The garden was an overgrown square, more brown than green, run wild with narcissus and dandelions and roses that had grown one on top of the other. A cluster of wild flowers peeked out from underneath thorns and around cracks in the gravel pathway. There was a fountain slowly crumbling to dust in the middle, dry as bone. It was an ornament of a mermaid, pouring out invisible water from a jug.
"She'll love it," Grell closed the window again and turned to look at him - age hadn't slowed the redhead down any. There were no streaks in his hair, and the lines around his mouth and his eyes were too faint to matter. Eyeliner darkened the circles beneath his eyes.
Joseph shifted closer and kissed his forehead. "Angie will kill us both.

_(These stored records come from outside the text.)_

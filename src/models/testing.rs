use anyhow::Result;
use async_trait::async_trait;
use std::sync::Mutex;

use super::traits::Responder;
use super::types::ChatMessage;

/// Canned responder that records the history length of every call
pub(crate) struct StubResponder {
    reply: std::result::Result<String, String>,
    calls: Mutex<Vec<(String, String, usize)>>,
}

impl StubResponder {
    pub(crate) fn replying(text: &str) -> Self {
        Self {
            reply: Ok(text.to_string()),
            calls: Mutex::new(Vec::new()),
        }
    }

    pub(crate) fn failing(error: &str) -> Self {
        Self {
            reply: Err(error.to_string()),
            calls: Mutex::new(Vec::new()),
        }
    }

    /// (prompt, jurisdiction, history length) per call
    pub(crate) fn calls(&self) -> Vec<(String, String, usize)> {
        self.calls.lock().unwrap().clone()
    }
}

#[async_trait]
impl Responder for StubResponder {
    async fn respond(
        &self,
        prompt: &str,
        jurisdiction_id: &str,
        history: &[ChatMessage],
    ) -> Result<String> {
        self.calls.lock().unwrap().push((
            prompt.to_string(),
            jurisdiction_id.to_string(),
            history.len(),
        ));
        match &self.reply {
            Ok(text) => Ok(text.clone()),
            Err(e) => Err(anyhow::anyhow!("{}", e)),
        }
    }

    fn name(&self) -> &str {
        "stub"
    }
}

// Shared references let tests keep inspecting the stub after handing it over
#[async_trait]
impl<T: Responder + ?Sized> Responder for std::sync::Arc<T> {
    async fn respond(
        &self,
        prompt: &str,
        jurisdiction_id: &str,
        history: &[ChatMessage],
    ) -> Result<String> {
        (**self).respond(prompt, jurisdiction_id, history).await
    }

    fn name(&self) -> &str {
        (**self).name()
    }
}
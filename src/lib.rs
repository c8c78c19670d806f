pub mod app;
pub mod cli;
pub mod console;
pub mod constants;
pub mod jurisdictions;
pub mod models;
pub mod runtime;
pub mod session;
pub mod utils;

pub use app::{load_config, Config};
pub use jurisdictions::{DocumentSource, Jurisdiction, JurisdictionRegistry};
pub use models::{ChatMessage, MessageRole, Responder};
pub use session::{History, Session, SessionController, Turn};
pub use utils::JuristError;
use chrono::{DateTime, Local};
use serde::{Deserialize, Serialize};
use std::fmt;
use std::str::FromStr;

use crate::utils::JuristError;

/// Who authored a message in the conversation
#[derive(Debug, Clone, Copy, PartialEq, Eq, Hash, Serialize, Deserialize)]
#[serde(rename_all = "lowercase")]
pub enum MessageRole {
    System,
    User,
    Assistant,
}

impl MessageRole {
    pub fn as_str(&self) -> &'static str {
        match self {
            MessageRole::System => "system",
            MessageRole::User => "user",
            MessageRole::Assistant => "assistant",
        }
    }

    /// System messages carry seeded context and are never shown to the end user
    pub fn is_visible(&self) -> bool {
        !matches!(self, MessageRole::System)
    }
}

impl fmt::Display for MessageRole {
    fn fmt(&self, f: &mut fmt::Formatter<'_>) -> fmt::Result {
        f.write_str(self.as_str())
    }
}

impl FromStr for MessageRole {
    type Err = JuristError;

    fn from_str(s: &str) -> Result<Self, Self::Err> {
        match s.trim().to_ascii_lowercase().as_str() {
            "system" => Ok(MessageRole::System),
            "user" => Ok(MessageRole::User),
            "assistant" => Ok(MessageRole::Assistant),
            _ => Err(JuristError::InvalidRole(s.to_string())),
        }
    }
}

/// A single role-tagged message. Immutable once created.
#[derive(Debug, Clone, PartialEq, Serialize, Deserialize)]
pub struct ChatMessage {
    role: MessageRole,
    content: String,
    timestamp: DateTime<Local>,
}

impl ChatMessage {
    pub fn new(role: MessageRole, content: impl Into<String>) -> Self {
        Self {
            role,
            content: content.into(),
            timestamp: Local::now(),
        }
    }

    pub fn system(content: impl Into<String>) -> Self {
        Self::new(MessageRole::System, content)
    }

    pub fn user(content: impl Into<String>) -> Self {
        Self::new(MessageRole::User, content)
    }

    pub fn assistant(content: impl Into<String>) -> Self {
        Self::new(MessageRole::Assistant, content)
    }

    pub fn role(&self) -> MessageRole {
        self.role
    }

    pub fn content(&self) -> &str {
        &self.content
    }

    pub fn timestamp(&self) -> DateTime<Local> {
        self.timestamp
    }
}
use serde::{Deserialize, Serialize};
use std::time::Instant;

use crate::{
    cli::OutputFormat,
    console::Notice,
    models::ChatMessage,
    session::{Session, SessionController},
};

/// Result of a non-interactive run
#[derive(Debug, Serialize, Deserialize)]
pub struct NonInteractiveResult {
    /// Jurisdiction the question was asked under
    pub jurisdiction: String,
    /// The prompt that was executed
    pub prompt: String,
    /// The assistant's reply, empty if the turn failed
    pub response: String,
    /// Non-fatal problems, such as a missing constitution file
    pub warnings: Vec<String>,
    /// Any errors that occurred
    pub errors: Vec<String>,
    /// User and assistant messages of the session
    pub transcript: Vec<ChatMessage>,
    /// Metadata about the execution
    pub metadata: ExecutionMetadata,
}

#[derive(Debug, Serialize, Deserialize)]
pub struct ExecutionMetadata {
    /// Model used
    pub model: String,
    /// Execution time in milliseconds
    pub duration_ms: u128,
}

/// Runs a single question against a freshly seeded session
pub struct NonInteractiveRunner<'a> {
    controller: &'a SessionController,
    session: Session,
}

impl<'a> NonInteractiveRunner<'a> {
    pub fn new(controller: &'a SessionController, session: Session) -> Self {
        Self {
            controller,
            session,
        }
    }

    /// Execute a single prompt and return the result
    pub async fn execute(mut self, prompt: String) -> NonInteractiveResult {
        let start_time = Instant::now();
        let mut warnings = Vec::new();
        let mut errors = Vec::new();

        if let Some(outcome) = self.controller.ensure_seeded(&mut self.session) {
            if let Some(notice) = Notice::from_seed(&outcome) {
                warnings.push(notice.text().to_string());
            }
        }

        let response = match self.controller.handle_turn(&mut self.session, &prompt).await {
            Ok(turn) => turn.reply,
            Err(e) => {
                errors.push(e.to_string());
                String::new()
            }
        };

        let transcript = self.session.visible_messages().cloned().collect();

        NonInteractiveResult {
            jurisdiction: self.session.jurisdiction().to_string(),
            prompt,
            response,
            warnings,
            errors,
            transcript,
            metadata: ExecutionMetadata {
                model: self.controller.responder().name().to_string(),
                duration_ms: start_time.elapsed().as_millis(),
            },
        }
    }
}

/// Format the result according to the output format
pub fn format_result(result: &NonInteractiveResult, format: OutputFormat) -> String {
    match format {
        OutputFormat::Json => serde_json::to_string_pretty(result).unwrap_or_else(|e| {
            format!("{{\"error\": \"Failed to serialize result: {}\"}}", e)
        }),
        OutputFormat::Text => {
            let mut output = String::new();
            output.push_str(&result.response);

            if !result.warnings.is_empty() {
                output.push_str("\n\n--- Warnings ---\n");
                for warning in &result.warnings {
                    output.push_str(&format!("• {}\n", warning));
                }
            }

            if !result.errors.is_empty() {
                output.push_str("\n--- Errors ---\n");
                for error in &result.errors {
                    output.push_str(&format!("• {}\n", error));
                }
            }

            output
        }
        OutputFormat::Markdown => {
            let mut output = String::new();

            output.push_str(&format!("## Question ({})\n\n", result.jurisdiction));
            output.push_str(&result.prompt);
            output.push_str("\n\n## Answer\n\n");
            output.push_str(&result.response);
            output.push_str("\n\n");

            if !result.warnings.is_empty() {
                output.push_str("## Warnings\n\n");
                for warning in &result.warnings {
                    output.push_str(&format!("- {}\n", warning));
                }
                output.push('\n');
            }

            if !result.errors.is_empty() {
                output.push_str("## Errors\n\n");
                for error in &result.errors {
                    output.push_str(&format!("- {}\n", error));
                }
                output.push('\n');
            }

            output.push_str("---\n");
            output.push_str(&format!(
                "*Model: {} | Duration: {}ms*\n",
                result.metadata.model, result.metadata.duration_ms
            ));

            output
        }
    }
}
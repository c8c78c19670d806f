use colored::Colorize;
use std::io::{self, Stdout, Write};

use crate::jurisdictions::DataFileIssue;
use crate::models::MessageRole;
use crate::session::SeedOutcome;

/// Free-text notice for the user, outside the conversation itself
#[derive(Debug, Clone, PartialEq, Eq)]
pub enum Notice {
    Info(String),
    Success(String),
    Warning(String),
    Error(String),
}

impl Notice {
    pub fn text(&self) -> &str {
        match self {
            Notice::Info(text)
            | Notice::Success(text)
            | Notice::Warning(text)
            | Notice::Error(text) => text,
        }
    }

    /// Warning for a seed that went ahead without the constitution text
    pub fn from_seed(outcome: &SeedOutcome) -> Option<Self> {
        match outcome {
            SeedOutcome::Seeded => None,
            SeedOutcome::SeededWithoutDocument(e) => Some(Notice::Warning(format!(
                "{}. The assistant has no constitutional text for this jurisdiction.",
                e
            ))),
        }
    }
}

impl From<&DataFileIssue> for Notice {
    fn from(issue: &DataFileIssue) -> Self {
        match issue {
            DataFileIssue::MissingDirectory(_) => Notice::Error(issue.to_string()),
            DataFileIssue::MissingFile { .. } => Notice::Warning(issue.to_string()),
        }
    }
}

/// Where conversation output goes
pub trait Presenter {
    /// Render one user or assistant message
    fn show_message(&mut self, role: MessageRole, content: &str);

    fn show_notice(&mut self, notice: &Notice);

    fn show_title(&mut self, title: &str) {
        self.show_notice(&Notice::Info(title.to_string()));
    }

    /// Transient progress text, e.g. while the responder works
    fn show_status(&mut self, _text: &str) {}

    /// Input prompt before reading the next line
    fn show_prompt(&mut self, _placeholder: &str) {}
}

/// Colored terminal output
pub struct TerminalPresenter<W: Write> {
    out: W,
}

impl TerminalPresenter<Stdout> {
    pub fn stdout() -> Self {
        Self { out: io::stdout() }
    }
}

impl<W: Write> TerminalPresenter<W> {
    pub fn new(out: W) -> Self {
        Self { out }
    }

    pub fn into_inner(self) -> W {
        self.out
    }
}

// Terminal write failures are not recoverable here and are dropped
impl<W: Write> Presenter for TerminalPresenter<W> {
    fn show_message(&mut self, role: MessageRole, content: &str) {
        let label = match role {
            MessageRole::User => "You".cyan().bold(),
            MessageRole::Assistant => "Lawyer".green().bold(),
            MessageRole::System => return,
        };
        let _ = writeln!(self.out, "\n{}\n{}", label, content);
    }

    fn show_notice(&mut self, notice: &Notice) {
        let line = match notice {
            Notice::Info(text) => text.blue(),
            Notice::Success(text) => format!("[OK] {}", text).green(),
            Notice::Warning(text) => format!("[WARNING] {}", text).yellow(),
            Notice::Error(text) => format!("[ERROR] {}", text).red(),
        };
        let _ = writeln!(self.out, "{}", line);
    }

    fn show_title(&mut self, title: &str) {
        let _ = writeln!(self.out, "{}", title.bold());
    }

    fn show_status(&mut self, text: &str) {
        let _ = writeln!(self.out, "{}", text.dimmed());
    }

    fn show_prompt(&mut self, placeholder: &str) {
        let _ = write!(self.out, "\n{}\n> ", placeholder.dimmed());
        let _ = self.out.flush();
    }
}

/// Presenter that keeps everything it is given
#[cfg(test)]
#[derive(Debug, Default)]
pub(crate) struct RecordingPresenter {
    pub messages: Vec<(MessageRole, String)>,
    pub notices: Vec<Notice>,
    pub titles: Vec<String>,
}

#[cfg(test)]
impl Presenter for RecordingPresenter {
    fn show_message(&mut self, role: MessageRole, content: &str) {
        self.messages.push((role, content.to_string()));
    }

    fn show_notice(&mut self, notice: &Notice) {
        self.notices.push(notice.clone());
    }

    fn show_title(&mut self, title: &str) {
        self.titles.push(title.to_string());
    }
}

We're aiding and abetting her in moving out."
"Oh, it'll be fine." Carelessly, Grell locked his arms around Joseph's neck and leaned up on tip toe, pressing his mouth to the corner of JOseph's; that slim mouth smiled at the kiss, "we'll just need to hide in the basement for a few days and pray that William comes around to take the brunt of her ire. He does have a habit for showing up when my wife is in a murderous rage. Saved my arse more than once."
"He would," Joseph's voice sounded slightly sour. Pinching the spy's hips, he pulled him closer into a hug and buried his face in the top of Grell's hair. All the ash and dust of memories turned to flowers and perfume, and the present and the future were bright and clear and perfect.